TASK TO COMPLETE =>
Once you have read the records below, print them again exactly as they stand.

INFORMATION =>
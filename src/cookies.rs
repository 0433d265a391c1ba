//! Ephemeral cookie-jar handling.
//!
//! Strategies that emulate a web client attach a short-lived Netscape-format
//! cookie file to lower bot-detection friction. The jar lives in a temp file
//! owned by [`EphemeralCookieJar`]; it is written once per orchestration run
//! and removed when the guard drops, no matter how the run ends.

use anyhow::{Context, Result};
use chrono::{Duration as ChronoDuration, Utc};
use std::io::Write;
use std::path::Path;
use tempfile::NamedTempFile;

/// One line of a Netscape cookie jar.
#[derive(Debug, Clone)]
pub struct CookieRecord {
    pub domain: String,
    pub include_subdomains: bool,
    pub path: String,
    pub secure_only: bool,
    pub expiry_epoch: i64,
    pub name: String,
    pub value: String,
}

impl CookieRecord {
    /// Renders the record as a tab-separated jar line, the layout both
    /// yt-dlp and curl understand.
    pub fn render(&self) -> String {
        format!(
            "{}\t{}\t{}\t{}\t{}\t{}\t{}",
            self.domain,
            flag(self.include_subdomains),
            self.path,
            flag(self.secure_only),
            self.expiry_epoch,
            self.name,
            self.value,
        )
    }
}

fn flag(value: bool) -> &'static str {
    if value { "TRUE" } else { "FALSE" }
}

/// Temp-file backed cookie jar. Dropping the guard deletes the file, so the
/// credential material never outlives the run that created it. Deletion
/// failures are best-effort and swallowed by the temp-file implementation.
#[derive(Debug)]
pub struct EphemeralCookieJar {
    file: NamedTempFile,
}

impl EphemeralCookieJar {
    /// Writes `records` into a fresh temp file, header included.
    pub fn create(records: &[CookieRecord]) -> Result<Self> {
        let file = NamedTempFile::new().context("creating temporary cookie jar")?;
        Self::fill(file, records)
    }

    /// Like [`EphemeralCookieJar::create`] but placing the jar in `dir`
    /// instead of the system temp directory, so callers (and tests) can
    /// observe the jar's lifetime.
    pub fn create_in(dir: &Path, records: &[CookieRecord]) -> Result<Self> {
        let file = NamedTempFile::new_in(dir)
            .with_context(|| format!("creating cookie jar in {}", dir.display()))?;
        Self::fill(file, records)
    }

    fn fill(mut file: NamedTempFile, records: &[CookieRecord]) -> Result<Self> {
        writeln!(file, "# Netscape HTTP Cookie File").context("writing cookie jar header")?;
        for record in records {
            writeln!(file, "{}", record.render())
                .with_context(|| format!("writing cookie {}", record.name))?;
        }
        file.flush().context("flushing cookie jar")?;
        Ok(Self { file })
    }

    /// Jar with the stock consent payload.
    pub fn with_default_consent() -> Result<Self> {
        Self::create(&default_consent_records())
    }

    /// Location of the jar on disk, valid for the lifetime of the guard.
    pub fn path(&self) -> &Path {
        self.file.path()
    }
}

/// The generic consent/preference cookies a first-time browser session would
/// carry. Nothing account-specific; just enough to skip the consent
/// interstitial that breaks anonymous extraction.
pub fn default_consent_records() -> Vec<CookieRecord> {
    let expiry = (Utc::now() + ChronoDuration::days(180)).timestamp();
    vec![
        CookieRecord {
            domain: ".youtube.com".into(),
            include_subdomains: true,
            path: "/".into(),
            secure_only: false,
            expiry_epoch: expiry,
            name: "CONSENT".into(),
            value: "YES+cb.20210328-17-p0.en+FX+999".into(),
        },
        CookieRecord {
            domain: ".youtube.com".into(),
            include_subdomains: true,
            path: "/".into(),
            secure_only: false,
            expiry_epoch: expiry,
            name: "SOCS".into(),
            value: "CAISEwgDEgk0ODE3Nzk3MjQaAmVuIAEaBgiA_LyaBg".into(),
        },
        CookieRecord {
            domain: ".youtube.com".into(),
            include_subdomains: true,
            path: "/".into(),
            secure_only: false,
            expiry_epoch: expiry,
            name: "PREF".into(),
            value: "hl=en&tz=UTC".into(),
        },
    ]
}

#[cfg(test)]
mod tests {
    use super::*;
    use std::fs;

    #[test]
    fn render_produces_tab_separated_line() {
        let record = CookieRecord {
            domain: ".example.com".into(),
            include_subdomains: true,
            path: "/".into(),
            secure_only: false,
            expiry_epoch: 1_700_000_000,
            name: "CONSENT".into(),
            value: "YES".into(),
        };
        assert_eq!(
            record.render(),
            ".example.com\tTRUE\t/\tFALSE\t1700000000\tCONSENT\tYES"
        );
    }

    #[test]
    fn jar_writes_header_and_records() {
        let jar = EphemeralCookieJar::with_default_consent().unwrap();
        let content = fs::read_to_string(jar.path()).unwrap();
        let mut lines = content.lines();
        assert_eq!(lines.next(), Some("# Netscape HTTP Cookie File"));
        assert!(content.contains("CONSENT"));
        assert!(content.contains("SOCS"));
        assert_eq!(content.lines().count(), 1 + default_consent_records().len());
    }

    #[test]
    fn jar_file_is_removed_on_drop() {
        let path = {
            let jar = EphemeralCookieJar::with_default_consent().unwrap();
            jar.path().to_path_buf()
        };
        assert!(!path.exists());
    }

    #[test]
    fn create_in_places_the_jar_in_the_given_directory() {
        let dir = tempfile::tempdir().unwrap();
        let jar = EphemeralCookieJar::create_in(dir.path(), &default_consent_records()).unwrap();
        assert_eq!(jar.path().parent(), Some(dir.path()));
        drop(jar);
        assert_eq!(fs::read_dir(dir.path()).unwrap().count(), 0);
    }

    #[test]
    fn default_records_expire_in_the_future() {
        let now = Utc::now().timestamp();
        for record in default_consent_records() {
            assert!(record.expiry_epoch > now);
        }
    }
}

RESPONSE AREA =>
filename src/cookies.rs
repository 0433d265a391c1ba
//! Ephemeral cookie-jar handling.
//!
//! Strategies that emulate a web client attach a short-lived Netscape-format
//! cookie file to lower bot-detection friction. The jar lives in a temp file
//! owned by [`EphemeralCookieJar`]; it is written once per orchestration run
//! and removed when the guard drops, no matter how the run ends.

use anyhow::{Context, Result};
use chrono::{Duration as ChronoDuration, Utc};
use std::io::Write;
use std::path::Path;
use tempfile::NamedTempFile;

/// One line of a Netscape cookie jar.
#[derive(Debug, Clone)]
pub struct CookieRecord {
    pub domain: String,
    pub include_subdomains: bool,
    pub path: String,
    pub secure_only: bool,
    pub expiry_epoch: i64,
    pub name: String,
    pub value: String,
}

impl CookieRecord {
    /// Renders the record as a tab-separated jar line, the layout both
    /// yt-dlp and curl understand.
    pub fn render(&self) -> String {
        format!(
            "{}\t{}\t{}\t{}\t{}\t{}\t{}",
            self.domain,
            flag(self.include_subdomains),
            self.path,
            flag(self.secure_only),
            self.expiry_epoch,
            self.name,
            self.value,
        )
    }
}

fn flag(value: bool) -> &'static str {
    if value { "TRUE" } else { "FALSE" }
}

/// Temp-file backed cookie jar. Dropping the guard deletes the file, so the
/// credential material never outlives the run that created it. Deletion
/// failures are best-effort and swallowed by the temp-file implementation.
#[derive(Debug)]
pub struct EphemeralCookieJar {
    file: NamedTempFile,
}

impl EphemeralCookieJar {
    /// Writes `records` into a fresh temp file, header included.
    pub fn create(records: &[CookieRecord]) -> Result<Self> {
        let file = NamedTempFile::new().context("creating temporary cookie jar")?;
        Self::fill(file, records)
    }

    /// Like [`EphemeralCookieJar::create`] but placing the jar in `dir`
    /// instead of the system temp directory, so callers (and tests) can
    /// observe the jar's lifetime.
    pub fn create_in(dir: &Path, records: &[CookieRecord]) -> Result<Self> {
        let file = NamedTempFile::new_in(dir)
            .with_context(|| format!("creating cookie jar in {}", dir.display()))?;
        Self::fill(file, records)
    }

    fn fill(mut file: NamedTempFile, records: &[CookieRecord]) -> Result<Self> {
        writeln!(file, "# Netscape HTTP Cookie File").context("writing cookie jar header")?;
        for record in records {
            writeln!(file, "{}", record.render())
                .with_context(|| format!("writing cookie {}", record.name))?;
        }
        file.flush().context("flushing cookie jar")?;
        Ok(Self { file })
    }

    /// Jar with the stock consent payload.
    pub fn with_default_consent() -> Result<Self> {
        Self::create(&default_consent_records())
    }

    /// Location of the jar on disk, valid for the lifetime of the guard.
    pub fn path(&self) -> &Path {
        self.file.path()
    }
}

/// The generic consent/preference cookies a first-time browser session would
/// carry. Nothing account-specific; just enough to skip the consent
/// interstitial that breaks anonymous extraction.
pub fn default_consent_records() -> Vec<CookieRecord> {
    let expiry = (Utc::now() + ChronoDuration::days(180)).timestamp();
    vec![
        CookieRecord {
            domain: ".youtube.com".into(),
            include_subdomains: true,
            path: "/".into(),
            secure_only: false,
            expiry_epoch: expiry,
            name: "CONSENT".into(),
            value: "YES+cb.20210328-17-p0.en+FX+999".into(),
        },
        CookieRecord {
            domain: ".youtube.com".into(),
            include_subdomains: true,
            path: "/".into(),
            secure_only: false,
            expiry_epoch: expiry,
            name: "SOCS".into(),
            value: "CAISEwgDEgk0ODE3Nzk3MjQaAmVuIAEaBgiA_LyaBg".into(),
        },
        CookieRecord {
            domain: ".youtube.com".into(),
            include_subdomains: true,
            path: "/".into(),
            secure_only: false,
            expiry_epoch: expiry,
            name: "PREF".into(),
            value: "hl=en&tz=UTC".into(),
        },
    ]
}

#[cfg(test)]
mod tests {
    use super::*;
    use std::fs;

    #[test]
    fn render_produces_tab_separated_line() {
        let record = CookieRecord {
            domain: ".example.com".into(),
            include_subdomains: true,
            path: "/".into(),
            secure_only: false,
            expiry_epoch: 1_700_000_000,
            name: "CONSENT".into(),
            value: "YES".into(),
        };
        assert_eq!(
            record.render(),
            ".example.com\tTRUE\t/\tFALSE\t1700000000\tCONSENT\tYES"
        );
    }

    #[test]
    fn jar_writes_header_and_records() {
        let jar = EphemeralCookieJar::with_default_consent().unwrap();
        let content = fs::read_to_string(jar.path()).unwrap();
        let mut lines = content.lines();
        assert_eq!(lines.next(), Some("# Netscape HTTP Cookie File"));
        assert!(content.contains("CONSENT"));
        assert!(content.contains("SOCS"));
        assert_eq!(content.lines().count(), 1 + default_consent_records().len());
    }

    #[test]
    fn jar_file_is_removed_on_drop() {
        let path = {
            let jar = EphemeralCookieJar::with_default_consent().unwrap();
            jar.path().to_path_buf()
        };
        assert!(!path.exists());
    }

    #[test]
    fn create_in_places_the_jar_in_the_given_directory() {
        let dir = tempfile::tempdir().unwrap();
        let jar = EphemeralCookieJar::create_in(dir.path(), &default_consent_records()).unwrap();
        assert_eq!(jar.path().parent(), Some(dir.path()));
        drop(jar);
        assert_eq!(fs::read_dir(dir.path()).unwrap().count(), 0);
    }

    #[test]
    fn default_records_expire_in_the_future() {
        let now = Utc::now().timestamp();
        for record in default_consent_records() {
            assert!(record.expiry_epoch > now);
        }
    }
}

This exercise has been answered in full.